A 90-YEAR-OLD D-Day veteran who fled his care home to attend the 70th anniversary of the Normandy invasion in France has been honoured by his home city.
Former Royal Navy officer Bernard Jordan made his own way from Brighton to Portsmouth to catch a ferry to Normandy for the commemorations last month.
Now he has been made an honorary alderman of Brighton and Hove, where he now lives.
Mr Jordan was collected from his care home in the mayor of Brighton’s personal chauffeur-driven car and driven to a reception at Brighton Town Hall.
He joins a select band of more than 30 men and women who have been made honorary aldermen since 1997.
Asked why he travelled across to Normandy, Mr Jordan said: ‘My thoughts were with my mates who had been killed.
‘I was going across to pay my respects. I was a bit off course but I got there.’

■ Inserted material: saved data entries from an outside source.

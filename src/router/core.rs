//! Router core: registration and frontier lookup.

use std::collections::HashMap;
use std::fmt;
use std::time::{Duration, Instant};

use http::Method;
use serde::{Deserialize, Serialize};
use smallvec::SmallVec;
use tracing::{debug, info, warn};

use super::error::RouteError;
use super::node::SegmentNode;
use super::segment::{parse_segment, split_route_path, SegmentType, SEPARATOR};
use crate::middleware::{Handler, Middleware};

/// Maximum number of live candidates before the frontier spills to the heap
pub const MAX_INLINE_FRONTIER: usize = 8;

/// Lookups slower than this are logged at warn level
const SLOW_LOOKUP: Duration = Duration::from_millis(1);

/// Which explored nodes contribute middleware and path parameters to a match
#[derive(Debug, Clone, Copy, Default, PartialEq, Eq, Serialize, Deserialize)]
#[serde(rename_all = "snake_case")]
pub enum MiddlewareScope {
    /// Every node admitted to the frontier contributes, including branches
    /// that did not produce the match. Middleware is ordered by visitation:
    /// root first, then each level in candidate-expansion order.
    #[default]
    Frontier,
    /// Only the nodes from the root down to the matched node contribute.
    MatchedPath,
}

impl MiddlewareScope {
    /// Parse a scope name, defaulting to [`MiddlewareScope::Frontier`]
    pub fn parse(s: &str) -> Self {
        match s.to_lowercase().as_str() {
            "matched_path" | "matched-path" => MiddlewareScope::MatchedPath,
            _ => MiddlewareScope::Frontier,
        }
    }
}

/// Result of resolving a request path against the route tree
#[derive(Clone)]
pub struct RouteMatch {
    /// Terminal handler of the matched node; `None` for a bare root hit
    pub handler: Option<Handler>,
    /// Registration path of the matched node
    pub route: Option<String>,
    /// Path parameters captured during lookup
    pub path_params: HashMap<String, String>,
    /// Middleware to run around the handler, outermost first
    pub middleware: Vec<Middleware>,
}

impl RouteMatch {
    pub fn has_handler(&self) -> bool {
        self.handler.is_some()
    }

    pub fn route_template(&self) -> Option<&str> {
        self.route.as_deref()
    }

    #[inline]
    pub fn get_path_param(&self, name: &str) -> Option<&str> {
        self.path_params.get(name).map(String::as_str)
    }
}

impl fmt::Debug for RouteMatch {
    fn fmt(&self, f: &mut fmt::Formatter<'_>) -> fmt::Result {
        f.debug_struct("RouteMatch")
            .field("route", &self.route)
            .field("has_handler", &self.handler.is_some())
            .field("path_params", &self.path_params)
            .field("middleware", &self.middleware.len())
            .finish()
    }
}

/// One node reached during lookup, linked to the visit it was expanded from
struct Visit<'t> {
    node: &'t SegmentNode,
    parent: Option<usize>,
    /// Request segment consumed by this node
    segment: &'t str,
}

type Frontier = SmallVec<[usize; MAX_INLINE_FRONTIER]>;

/// Path router with one segment trie per HTTP method
///
/// Routes are registered during startup, before traffic is served. After that
/// the tree is only read, so a `Router` can be shared by any number of request
/// threads without locking.
pub struct Router {
    pub(super) trees: HashMap<Method, SegmentNode>,
    scope: MiddlewareScope,
    route_count: usize,
}

/// Same as [`Router::new`]
impl Default for Router {
    fn default() -> Self {
        Self::new()
    }
}

impl Router {
    /// Empty router using the default [`MiddlewareScope`]
    pub fn new() -> Self {
        Self::with_scope(MiddlewareScope::default())
    }

    /// Empty router collecting middleware according to `scope`
    pub fn with_scope(scope: MiddlewareScope) -> Self {
        Self {
            trees: HashMap::new(),
            scope,
            route_count: 0,
        }
    }

    /// Scope applied when collecting middleware and parameters
    pub fn scope(&self) -> MiddlewareScope {
        self.scope
    }

    /// Change the scope. Only lookups made afterwards are affected.
    pub fn set_scope(&mut self, scope: MiddlewareScope) {
        self.scope = scope;
    }

    /// Number of registered routes across all methods
    pub fn len(&self) -> usize {
        self.route_count
    }

    pub fn is_empty(&self) -> bool {
        self.route_count == 0
    }

    /// Register `handler` for `method` and `path`.
    ///
    /// `path` must start with `/`, must not end with `/` (except the root
    /// path), and must not contain empty segments. A failed registration
    /// leaves the router unchanged. Errors mean the route table is invalid and
    /// startup should be aborted.
    pub fn add_route(
        &mut self,
        method: Method,
        path: &str,
        handler: Handler,
        middleware: Vec<Middleware>,
    ) -> Result<(), RouteError> {
        let raw_segments = split_route_path(path)?;
        let segments = raw_segments
            .iter()
            .map(|s| parse_segment(s))
            .collect::<Result<Vec<_>, _>>()?;

        // Validate against the existing tree before creating any node.
        if let Some(root) = self.trees.get(&method) {
            let mut cursor = Some(root);
            for segment in &segments {
                let Some(node) = cursor else { break };
                cursor = node.check_child(segment, path)?;
            }
            if cursor.is_some_and(SegmentNode::has_handler) {
                return Err(RouteError::DuplicateRoute {
                    method,
                    path: path.to_string(),
                });
            }
        }

        let mut node = self
            .trees
            .entry(method.clone())
            .or_insert_with(SegmentNode::root);
        for segment in &segments {
            node = node.child_or_create(segment);
        }
        node.handler = Some(handler);
        node.route = Some(path.to_string());
        node.middleware = middleware;
        self.route_count += 1;

        info!(
            method = %method,
            path = %path,
            middleware = node.middleware.len(),
            "Route registered"
        );
        Ok(())
    }

    /// Registered `(method, route template)` pairs, sorted for stable output
    pub fn routes(&self) -> Vec<(Method, String)> {
        let mut out = Vec::with_capacity(self.route_count);
        for (method, root) in &self.trees {
            let mut templates = Vec::new();
            root.collect_routes(&mut templates);
            out.extend(templates.into_iter().map(|t| (method.clone(), t.to_string())));
        }
        out.sort_by(|a, b| (a.0.as_str(), &a.1).cmp(&(b.0.as_str(), &b.1)));
        out
    }

    /// Log a summary of the routing table
    pub fn log_routes(&self) {
        let routes = self.routes();
        let summary: Vec<String> = routes
            .iter()
            .take(10)
            .map(|(method, path)| format!("{method} {path}"))
            .collect();
        info!(
            routes_count = routes.len(),
            routes_summary = ?summary,
            middleware_scope = ?self.scope,
            "Routing table loaded"
        );
    }

    /// Resolve `method` and `path` to a route.
    ///
    /// Returns `None` when no tree exists for the method or no candidate
    /// matches. The root path `/` always resolves to the root node when the
    /// method has a tree, even if no handler is registered there; callers
    /// treat a match without handler as not found.
    pub fn find_route(&self, method: &Method, path: &str) -> Option<RouteMatch> {
        debug!(method = %method, path = %path, "Route match attempt");
        let start = Instant::now();
        let result = self.trees.get(method).and_then(|root| {
            if path == "/" {
                return Some(self.root_match(root));
            }
            let rest = path.strip_prefix(SEPARATOR)?;
            let segments: SmallVec<[&str; 16]> = rest.split(SEPARATOR).collect();
            self.search(root, &segments)
        });
        let elapsed = start.elapsed();

        match &result {
            Some(m) => {
                let log_slow = elapsed > SLOW_LOOKUP;
                if log_slow {
                    warn!(
                        method = %method,
                        path = %path,
                        route = ?m.route,
                        duration_us = elapsed.as_micros() as u64,
                        "Slow route matching detected"
                    );
                } else {
                    debug!(
                        method = %method,
                        path = %path,
                        route = ?m.route,
                        path_params = ?m.path_params,
                        duration_us = elapsed.as_micros() as u64,
                        "Route matched"
                    );
                }
            }
            None => debug!(
                method = %method,
                path = %path,
                duration_us = elapsed.as_micros() as u64,
                "No route matched"
            ),
        }
        result
    }

    fn root_match(&self, root: &SegmentNode) -> RouteMatch {
        RouteMatch {
            handler: root.handler.clone(),
            route: root.route.clone(),
            path_params: HashMap::new(),
            middleware: root.middleware.clone(),
        }
    }

    /// Breadth-first descent over every simultaneously plausible branch.
    ///
    /// `visits` is an arena of every node admitted to the frontier; the
    /// frontier itself holds indices into it so that the winning branch can
    /// be walked back to the root.
    fn search<'t>(&self, root: &'t SegmentNode, segments: &[&'t str]) -> Option<RouteMatch> {
        let mut visits: Vec<Visit<'t>> = vec![Visit {
            node: root,
            parent: None,
            segment: "",
        }];
        let mut frontier: Frontier = SmallVec::new();
        frontier.push(0);
        let mut fallback: Option<usize> = None;

        for &seg in segments {
            let mut next = Frontier::new();
            for &idx in &frontier {
                let node = visits[idx].node;
                let children = node.matching_children(seg);
                if children.is_empty() && node.kind == SegmentType::Wildcard && node.has_handler()
                {
                    fallback = Some(idx);
                }
                for child in children {
                    next.push(visits.len());
                    visits.push(Visit {
                        node: child,
                        parent: Some(idx),
                        segment: seg,
                    });
                }
            }
            frontier = next;
            if frontier.is_empty() {
                break;
            }
        }

        let winner = frontier
            .iter()
            .copied()
            .find(|&idx| visits[idx].node.has_handler())
            .or(fallback)?;

        let contributors: Vec<usize> = match self.scope {
            MiddlewareScope::Frontier => (0..visits.len()).collect(),
            MiddlewareScope::MatchedPath => {
                let mut path = Vec::new();
                let mut cursor = Some(winner);
                while let Some(idx) = cursor {
                    path.push(idx);
                    cursor = visits[idx].parent;
                }
                path.reverse();
                path
            }
        };

        let mut middleware = Vec::new();
        let mut path_params = HashMap::new();
        for idx in contributors {
            let visit = &visits[idx];
            middleware.extend(visit.node.middleware.iter().cloned());
            if let Some(name) = visit.node.param_name.as_deref() {
                path_params.insert(name.to_string(), visit.segment.to_string());
            }
        }

        let node = visits[winner].node;
        Some(RouteMatch {
            handler: node.handler.clone(),
            route: node.route.clone(),
            path_params,
            middleware,
        })
    }
}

As reported in The News, Portsmouth-based Brittany Ferries laid on a cabin and meals for the veteran as he made his way back home from France. The ferry firm has promised him free crossings to the D-Day commemorations for the rest of his life.
Mr Jordan was reported missing shortly before the D-Day anniversary on June 6 by the care home at which he is a resident.
He was found as he made his way across to France where world leaders had gathered to pay respects.